## What is needed
Every entry has to be restated word for word.

>>>>>

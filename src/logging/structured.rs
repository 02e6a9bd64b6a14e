//! Log-line context for reporting calls.

use std::fmt;

use uuid::Uuid;

/// Context prefixed to every reporter log line.
///
/// The session id identifies one reporter instance; campaigns span
/// process restarts, so the id distinguishes which process reported
/// which attempt.
#[derive(Debug, Clone)]
pub struct ReportContext {
    pub session_id: String,
    pub attempt_number: Option<i32>,
}

impl ReportContext {
    pub fn new() -> Self {
        Self {
            session_id: format!("reporter-{}", &Uuid::new_v4().to_string()[..8]),
            attempt_number: None,
        }
    }

    pub fn with_attempt(&self, attempt_number: i32) -> Self {
        Self {
            session_id: self.session_id.clone(),
            attempt_number: Some(attempt_number),
        }
    }
}

impl Default for ReportContext {
    fn default() -> Self {
        Self::new()
    }
}

impl fmt::Display for ReportContext {
    fn fmt(&self, f: &mut fmt::Formatter<'_>) -> fmt::Result {
        match self.attempt_number {
            Some(n) => write!(f, "[session={}] [attempt={}]", self.session_id, n),
            None => write!(f, "[session={}]", self.session_id),
        }
    }
}

#[cfg(test)]
mod tests {
    use super::*;

    #[test]
    fn test_context_display() {
        let ctx = ReportContext {
            session_id: "reporter-abcd1234".to_string(),
            attempt_number: None,
        };
        assert_eq!(format!("{}", ctx), "[session=reporter-abcd1234]");

        let ctx = ctx.with_attempt(2);
        assert_eq!(format!("{}", ctx), "[session=reporter-abcd1234] [attempt=2]");
    }

    #[test]
    fn test_sessions_are_distinct() {
        assert_ne!(ReportContext::new().session_id, ReportContext::new().session_id);
    }
}
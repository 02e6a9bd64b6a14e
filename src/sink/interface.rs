//! Sink capability interface.

use crate::events::EventEnvelope;

/// Accepts classified metric events for delivery to the backend.
///
/// Implementations must return without unbounded blocking: update
/// progress is never allowed to stall on telemetry. Returning `false`
/// means the event was not accepted; callers drop it silently and never
/// retry.
pub trait MetricsSink: Send + Sync {
    fn submit(&self, envelope: EventEnvelope) -> bool;
}

/// Sink for environments without a metrics backend.
///
/// Discards every event and reports it as dropped. Wiring this sink is
/// the explicit, documented way to run without telemetry; the reporting
/// call sites stay identical.
#[derive(Debug, Default)]
pub struct NullSink;

impl NullSink {
    pub fn new() -> Self {
        Self
    }
}

impl MetricsSink for NullSink {
    fn submit(&self, _envelope: EventEnvelope) -> bool {
        false
    }
}

#[cfg(test)]
mod tests {
    use super::*;
    use crate::events::MetricEvent;

    #[test]
    fn test_null_sink_drops_everything() {
        let sink = NullSink::new();
        assert!(!sink.submit(EventEnvelope::new(
            MetricEvent::AbnormallyTerminatedUpdateAttempt
        )));
    }
}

<<<<<

## Exercise result
filename src/logging/structured.rs
repository 02e6a9bd64b6a14e
//! Log-line context for reporting calls.

use std::fmt;

use uuid::Uuid;

/// Context prefixed to every reporter log line.
///
/// The session id identifies one reporter instance; campaigns span
/// process restarts, so the id distinguishes which process reported
/// which attempt.
#[derive(Debug, Clone)]
pub struct ReportContext {
    pub session_id: String,
    pub attempt_number: Option<i32>,
}

impl ReportContext {
    pub fn new() -> Self {
        Self {
            session_id: format!("reporter-{}", &Uuid::new_v4().to_string()[..8]),
            attempt_number: None,
        }
    }

    pub fn with_attempt(&self, attempt_number: i32) -> Self {
        Self {
            session_id: self.session_id.clone(),
            attempt_number: Some(attempt_number),
        }
    }
}

impl Default for ReportContext {
    fn default() -> Self {
        Self::new()
    }
}

impl fmt::Display for ReportContext {
    fn fmt(&self, f: &mut fmt::Formatter<'_>) -> fmt::Result {
        match self.attempt_number {
            Some(n) => write!(f, "[session={}] [attempt={}]", self.session_id, n),
            None => write!(f, "[session={}]", self.session_id),
        }
    }
}

#[cfg(test)]
mod tests {
    use super::*;

    #[test]
    fn test_context_display() {
        let ctx = ReportContext {
            session_id: "reporter-abcd1234".to_string(),
            attempt_number: None,
        };
        assert_eq!(format!("{}", ctx), "[session=reporter-abcd1234]");

        let ctx = ctx.with_attempt(2);
        assert_eq!(format!("{}", ctx), "[session=reporter-abcd1234] [attempt=2]");
    }

    #[test]
    fn test_sessions_are_distinct() {
        assert_ne!(ReportContext::new().session_id, ReportContext::new().session_id);
    }
}
repository 02e6a9bd64b6a14e
filename src/sink/interface.rs
//! Sink capability interface.

use crate::events::EventEnvelope;

/// Accepts classified metric events for delivery to the backend.
///
/// Implementations must return without unbounded blocking: update
/// progress is never allowed to stall on telemetry. Returning `false`
/// means the event was not accepted; callers drop it silently and never
/// retry.
pub trait MetricsSink: Send + Sync {
    fn submit(&self, envelope: EventEnvelope) -> bool;
}

/// Sink for environments without a metrics backend.
///
/// Discards every event and reports it as dropped. Wiring this sink is
/// the explicit, documented way to run without telemetry; the reporting
/// call sites stay identical.
#[derive(Debug, Default)]
pub struct NullSink;

impl NullSink {
    pub fn new() -> Self {
        Self
    }
}

impl MetricsSink for NullSink {
    fn submit(&self, _envelope: EventEnvelope) -> bool {
        false
    }
}

#[cfg(test)]
mod tests {
    use super::*;
    use crate::events::MetricEvent;

    #[test]
    fn test_null_sink_drops_everything() {
        let sink = NullSink::new();
        assert!(!sink.submit(EventEnvelope::new(
            MetricEvent::AbnormallyTerminatedUpdateAttempt
        )));
    }
}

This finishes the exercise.